Exosomes are lipid bilayer membrane bound packages of cytosolic cargo derived in the endosome. The molecular cargo contained in exosomes is reported to include protein, RNAs, lipids, metabolites and, although still debated, DNA. These are captured cytosolic molecules loaded into the exosomes and released to the extracellular space [11]. However, comparisons of the exosome cargo and the cytosolic content from which it is derived are often different suggesting a selective sorting mechanism used to load the ILV destined to be an exosome. Due to their method of formation, exosomes contain common proteins derived from cytosolic components. Because of their endosomal origins, exosome composition includes cellular biomarkers (ExoCarta). Those biomarker proteins commonly reported and identified with exosomes are: GTPases, flotillin-1, annexin, heat shock proteins (CD9, CD63, CD81) and other proteins associated with multivesiclular body biogenesis (e.g., Alix and TSG101) as well as many others [3,12] (Figure 2). Exosomes are also found to be enriched in lipids including, ceramide, cholesterol, and sphingolipids and have a surface signature of glycans and polysaccharides [8, 13]. Exosomes are released into the extracellular space and can circulate in the blood and cerebrospinal fluid, be received at a recipient cell’s interface where they are internalized and can influence recipient cell functioning [14] or excreted in urine. DNA Cargo: DNA from exosome like vesicles was spontaneously emitted from mouse brain tumor cells and contained chromatin coated H-Ras DNA [15]. The authors showed that the H-Ras DNA was able to induce cell proliferation in non-transformed cells. While other groups have identified DNA in exosome vesicles transcription to functional RNAs is debated. This is another enigma to be resolved as exosome research progresses.

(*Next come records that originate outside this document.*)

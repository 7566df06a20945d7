// Copyright (c) 2025, The Ruskit Authors
// MIT License
// All rights reserved.

//! # Connection Manager
//!
//! Owns the one broker connection of the process and runs consumers on top of it.
//! Each consumer is a worker task cycling through:
//!
//! ```text
//!   Disconnected ──► Connecting ──► Provisioning ──► Consuming
//!        ▲                │               │              │
//!        └── retry interval ◄─────────────┴──────────────┘
//! ```
//!
//! Dial, channel and provisioning failures and every session loss are logged and
//! retried after the configured interval. Only configuration errors end the
//! worker; they are reported through the `ConsumerHandle`. Cancelling the
//! consumer's token stops the worker without further reconnects.

use crate::{
    channel::SharedConnection,
    config::{ConnectionConfig, StreamConfig},
    dispatcher::{dispatch, SessionExit},
    errors::AmqpError,
    handle::ConnectionHandle,
    handler::{HandlerContext, MessageHandler},
    publisher::Publisher,
    topology,
};
use std::sync::Arc;
use tokio::{sync::Mutex, task::JoinHandle, time};
use tokio_util::sync::CancellationToken;
use tracing::{error, info, warn};

/// Dials, shares and replaces the broker connection, and spawns consumers.
///
/// Cloning yields another handle to the same manager.
#[derive(Clone)]
pub struct ConnectionManager {
    config: Arc<ConnectionConfig>,
    cancel: CancellationToken,
    connection: Arc<Mutex<Option<SharedConnection>>>,
}

impl ConnectionManager {
    /// Creates a manager for the broker described by `config`.
    ///
    /// No connection is opened yet; the first consumer or producer dials.
    ///
    /// # Parameters
    /// * `config` - Broker URL and retry interval
    /// * `cancel` - Root cancellation scope; every consumer runs in a child of it
    ///
    /// # Returns
    /// `AmqpError::ConfigurationError` if the broker URL is malformed
    pub fn new(
        config: ConnectionConfig,
        cancel: CancellationToken,
    ) -> Result<ConnectionManager, AmqpError> {
        config.validate()?;

        Ok(ConnectionManager {
            config: Arc::new(config),
            cancel,
            connection: Arc::new(Mutex::new(None)),
        })
    }

    pub fn config(&self) -> &ConnectionConfig {
        &self.config
    }

    /// Creates a producer for `stream`.
    ///
    /// Producers neither consume nor watch connection health: they only own a
    /// channel able to publish. Topology is not declared; call `provision` first if
    /// the stream may not exist yet.
    pub async fn new_producer(&self, stream: &StreamConfig) -> Result<Publisher, AmqpError> {
        let connection = self.connection().await?;
        let handle =
            ConnectionHandle::open(connection, stream.name(), self.cancel.child_token()).await?;

        Ok(Publisher::new(handle, stream.clone()))
    }

    /// Starts a consumer for `stream` and returns immediately.
    ///
    /// The handler's `on_init` runs first inside the worker, `on_close` runs
    /// exactly once when the worker stops.
    ///
    /// # Parameters
    /// * `stream` - Stream to consume; its topology is declared on every (re)connect
    /// * `handler` - Handler or `HandlerChain` processing the deliveries
    ///
    /// # Returns
    /// A handle resolving when the worker stops
    pub fn new_consumer<H>(&self, stream: StreamConfig, handler: H) -> ConsumerHandle
    where
        H: MessageHandler + 'static,
    {
        let cancel = self.cancel.child_token();
        let manager = self.clone();

        let task = tokio::spawn({
            let cancel = cancel.clone();
            async move { manager.run_consumer(stream, handler, cancel).await }
        });

        ConsumerHandle { task, cancel }
    }

    /// Declares the topology of `stream`.
    ///
    /// Provisioning runs under the connection lock on a dedicated channel, so two
    /// consumers never redeclare concurrently.
    pub async fn provision(&self, stream: &StreamConfig) -> Result<(), AmqpError> {
        let mut guard = self.connection.lock().await;
        let connection = self.connect_locked(&mut guard).await?;
        let channel = connection.create_channel().await?;

        let result = topology::provision(&channel, stream).await;

        if channel.status().connected() {
            if let Err(err) = channel.close(200, "OK").await {
                warn!(error = err.to_string(), "failed to close provisioning channel");
            }
        }

        result
    }

    /// Closes the shared connection, if any.
    pub async fn close(&self) -> Result<(), AmqpError> {
        match self.connection.lock().await.take() {
            Some(connection) => connection.close("manager closed").await,
            None => Ok(()),
        }
    }

    /// Returns the live connection, dialing a new one when needed.
    async fn connection(&self) -> Result<SharedConnection, AmqpError> {
        let mut guard = self.connection.lock().await;
        self.connect_locked(&mut guard).await
    }

    async fn connect_locked(
        &self,
        current: &mut Option<SharedConnection>,
    ) -> Result<SharedConnection, AmqpError> {
        if let Some(connection) = current.as_ref().filter(|c| c.is_connected()) {
            return Ok(connection.clone());
        }

        // A dead connection is replaced, never kept next to the new one.
        if let Some(stale) = current.take() {
            let _ = stale.close("replaced").await;
        }

        info!(endpoint = self.config.endpoint(), "trying to connect to amqp server");
        let connection = SharedConnection::dial(&self.config).await?;
        info!(endpoint = self.config.endpoint(), "connection established");

        *current = Some(connection.clone());
        Ok(connection)
    }

    /// Drops the shared connection after a broker-level failure.
    async fn reset_connection(&self) {
        if let Some(connection) = self.connection.lock().await.take() {
            if let Err(err) = connection.close("reset after broker failure").await {
                warn!(error = err.to_string(), "error closing amqp connection");
            }
        }
    }

    /// Connecting, Provisioning and subscribing for one session.
    ///
    /// Returns `Ok(None)` when `cancel` fires first. A handle opened before the
    /// cancellation is closed here so its channel is not left on the shared
    /// connection.
    async fn open_session(
        &self,
        stream: &StreamConfig,
        cancel: &CancellationToken,
    ) -> Result<Option<ConnectionHandle>, AmqpError> {
        let connection = tokio::select! {
            _ = cancel.cancelled() => return Ok(None),
            connection = self.connection() => connection?,
        };
        let mut handle =
            ConnectionHandle::open(connection, stream.name(), cancel.child_token()).await?;

        let subscribed = tokio::select! {
            _ = cancel.cancelled() => None,
            result = async {
                self.provision(stream).await?;
                handle.enable_health_monitor();
                handle.start_consuming().await
            } => Some(result),
        };

        match subscribed {
            Some(Ok(())) => Ok(Some(handle)),
            Some(Err(err)) => {
                let _ = handle.close().await;
                Err(err)
            }
            None => {
                let _ = handle.close().await;
                Ok(None)
            }
        }
    }

    async fn run_consumer<H>(
        &self,
        stream: StreamConfig,
        mut handler: H,
        cancel: CancellationToken,
    ) -> Result<(), AmqpError>
    where
        H: MessageHandler,
    {
        let ctx = HandlerContext::new(stream.name(), cancel.clone());
        handler.on_init(&ctx).await;

        let result = self.consume_until_cancelled(&stream, &mut handler, &cancel).await;

        handler.on_close(&ctx).await;
        result
    }

    async fn consume_until_cancelled<H>(
        &self,
        stream: &StreamConfig,
        handler: &mut H,
        cancel: &CancellationToken,
    ) -> Result<(), AmqpError>
    where
        H: MessageHandler,
    {
        loop {
            if cancel.is_cancelled() {
                warn!(queue = stream.name(), "consumer cancelled, connection closed");
                return Ok(());
            }

            match self.open_session(stream, cancel).await {
                Ok(None) => {
                    warn!(queue = stream.name(), "consumer cancelled while connecting");
                    return Ok(());
                }

                Ok(Some(mut handle)) => {
                    info!(queue = stream.name(), "consuming");
                    let exit = match handle.subscription() {
                        Ok(sub) => {
                            dispatch(
                                stream.name(),
                                sub.messages,
                                sub.channel_closed,
                                sub.connection_closed,
                                handler,
                                cancel,
                            )
                            .await
                        }
                        Err(err) => SessionExit::BrokerFailure(err.to_string()),
                    };

                    if let Err(err) = handle.close().await {
                        warn!(error = err.to_string(), "error closing connection handle");
                    }

                    if !exit.should_reconnect() {
                        return Ok(());
                    }

                    if let SessionExit::BrokerFailure(reason) = &exit {
                        error!(queue = stream.name(), reason = %reason, "message processing error");
                        self.reset_connection().await;
                    } else {
                        warn!(queue = stream.name(), reason = %exit, "session lost");
                    }
                }

                Err(err) if err.is_fatal() => {
                    error!(
                        queue = stream.name(),
                        error = err.to_string(),
                        "unrecoverable consumer setup failure"
                    );
                    return Err(err);
                }

                Err(err) => {
                    error!(
                        queue = stream.name(),
                        error = err.to_string(),
                        "error creating amqp connection"
                    );
                    self.reset_connection().await;
                }
            }

            tokio::select! {
                _ = cancel.cancelled() => {
                    warn!(queue = stream.name(), "consumer cancelled while waiting to reconnect");
                    return Ok(());
                }
                _ = time::sleep(self.config.retry_interval()) => {}
            }
        }
    }
}

/// Handle on a running consumer.
pub struct ConsumerHandle {
    task: JoinHandle<Result<(), AmqpError>>,
    cancel: CancellationToken,
}

impl ConsumerHandle {
    /// Stops the consumer. Already-running work finishes its current step first.
    pub fn cancel(&self) {
        self.cancel.cancel();
    }

    pub fn is_finished(&self) -> bool {
        self.task.is_finished()
    }

    /// Waits for the consumer to stop.
    ///
    /// # Returns
    /// Ok(()) after cancellation, or the unrecoverable setup error that ended it
    pub async fn wait(self) -> Result<(), AmqpError> {
        match self.task.await {
            Ok(result) => result,
            Err(err) => {
                error!(error = err.to_string(), "consumer task failed");
                Err(AmqpError::InternalError(err.to_string()))
            }
        }
    }
}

Figure 2. Western blot of exosomes isolated from neural Type 2 Gaucher lines and cell lysates. Exosomes were isolated from conditioned culture medium with ExoQuick (SBI). Lane 1: exosomes from patient 1260 early neurons, Lane 2: exosomes from VCOM 107 control neurons, Lane 3: exosomes from patient 1260 late neurons, Lane 4: BJ control neuron cell lysate and Lane 5: exosomes from BJ control neurons. Western was run with 10% SDS-PAGE gel (25 ug protein/lane), blotted to PVDF and probed with indicated primary antibodies for flotillin-1 found in exosomes and GPADH a housekeeping enzyme.  Although GAPDH has been reported in some exosomes (see Exocarta.org) it was not seen in the exosomes isolated from these Gaucher neurons differentiated from our iPSC lines made from patient fibroblasts.  “M” is a fluorescent marker lane

RNA cargo

Exosomes from many cell types carry RNAs (messenger RNA (mRNA), microRNA (miRNA) and long non-coding RNA (lncRNA) that seem to alter cellular activity in the recipient cell [16]. Valadi et al. [17] reported the presence of RNA species in exosomes and also showed that this RNA is functional in that it could be translated into proteins. It appears that RNAs, captured at the endosome interface from the cell cytoplasm, then have two fates (1) mRNA translation into protein or (2) miRNA repression of translation [16,18,19]. Thus, exosome RNA (exoRNA) can be a powerful tool for coordinating cell functions within an organism. Since exoRNA profiles are distinct from those in the donor cell’s cytoplasm, there appears to be selective packaging of this cargo but the process remains unknown. Microarray screens have shown a portion of the exoRNA content is miRNA. Eckstom et al. [16] reported that some miRNAs are enriched and some decreased when compared to cell cytoplasm RNA content, this again argues for selective packaging to the exosome pathway.

Protein cargo

Proteins destined for different cellular compartments frequently contain a 5’ signal sequence to direct them to the appropriate cellular compartment (e.g., a nuclear localization signal (NLS) but it remains undetermined how the proteins found in exosomes are selected for vesicle encapsulation. It is noted that ubiquination [20] of proteins may direct them to the ILVs and ESCRT complex proteins do recognize ubiquinated proteins. Tetraspanin rich (CD9, CD63, CD81 and CD82) lipid raft domains also may recruit proteins to the ILVs [20]. Exosomal proteins are representative of the protein mix in the source cell, for this reason, many proteins may be employed as cellular biomarkers of pathology. It is reported that intracellular proteins from the endoplasmic reticulum, mitochondria and nucleus are under-represented in exosomes [4,21,22]. Exosomes are enriched in proteins such as ALIX, TSG101 and a variety of heat shock proteins (CD9, CD63 and CD81). Weng et al. [23] reported that an analysis of exosome proteins obtained from HeLa cell tissue culture supernatant encompassed 6299 protein groups from 5120 genes and that 97% of them were reported in ExoCarta. Some of these proteins were identified as protein degradation intermediates.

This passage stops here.